* Task to complete
Across the entries that follow, count the lines with the string "crates" and reply with that count alone.

[The records Boundary: Start]

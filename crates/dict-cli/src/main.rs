//! Entry point for the `dict` lookup tool.
//!
//! The binary delegates to [`dict_cli::run`], which loads configuration,
//! connects to the configured DICT server, runs one lookup and renders the
//! result.

use std::io::{self, IsTerminal, StderrLock, StdoutLock};
use std::process::ExitCode;

fn main() -> ExitCode {
    let stdout_is_terminal = io::stdout().is_terminal();
    let mut stdout: StdoutLock<'_> = io::stdout().lock();
    let mut stderr: StderrLock<'_> = io::stderr().lock();
    dict_cli::run(
        std::env::args_os(),
        &mut stdout,
        &mut stderr,
        stdout_is_terminal,
    )
}
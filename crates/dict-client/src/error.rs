//! Error taxonomy for DICT exchanges.

use std::io;

use thiserror::Error;

use crate::connection::ConnectionState;

/// Failures surfaced by [`crate::DictionaryConnection`].
#[derive(Debug, Error)]
pub enum DictError {
    /// The server could not be resolved or reached.
    #[error("failed to connect to DICT server at {endpoint}: {source}")]
    ConnectionFailed {
        /// Endpoint the client tried to reach.
        endpoint: String,
        /// Underlying resolution or connection failure.
        #[source]
        source: io::Error,
    },
    /// A line expected to be a status line did not parse as one.
    #[error("malformed status line {line:?}")]
    MalformedStatus {
        /// The offending line.
        line: String,
    },
    /// A listing line or definition header lacked its required fields.
    #[error("malformed response line {line:?}")]
    MalformedLine {
        /// The offending line.
        line: String,
    },
    /// The server answered with a status the exchange does not accept.
    #[error("server replied {code} {detail}")]
    Protocol {
        /// Three-digit reply code.
        code: u16,
        /// Text following the code.
        detail: String,
    },
    /// A definition referenced a database missing from the catalogue.
    #[error("definition references unknown database '{name}'")]
    UnknownDatabase {
        /// Database name reported by the server.
        name: String,
    },
    /// A request was issued on a connection that is not ready.
    #[error("connection is {state}; requests need a ready connection")]
    IllegalState {
        /// State the connection was in.
        state: ConnectionState,
    },
    /// The stream ended or failed in the middle of an exchange.
    #[error("connection to the DICT server was closed during an exchange")]
    ConnectionClosed {
        /// I/O failure, when the stream reported one instead of a clean end.
        #[source]
        source: Option<io::Error>,
    },
}

impl DictError {
    /// Reply code carried by a [`DictError::Protocol`] failure.
    #[must_use]
    pub const fn code(&self) -> Option<u16> {
        match self {
            Self::Protocol { code, .. } => Some(*code),
            _ => None,
        }
    }
}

[The records Boundary: End]

* Task answer
2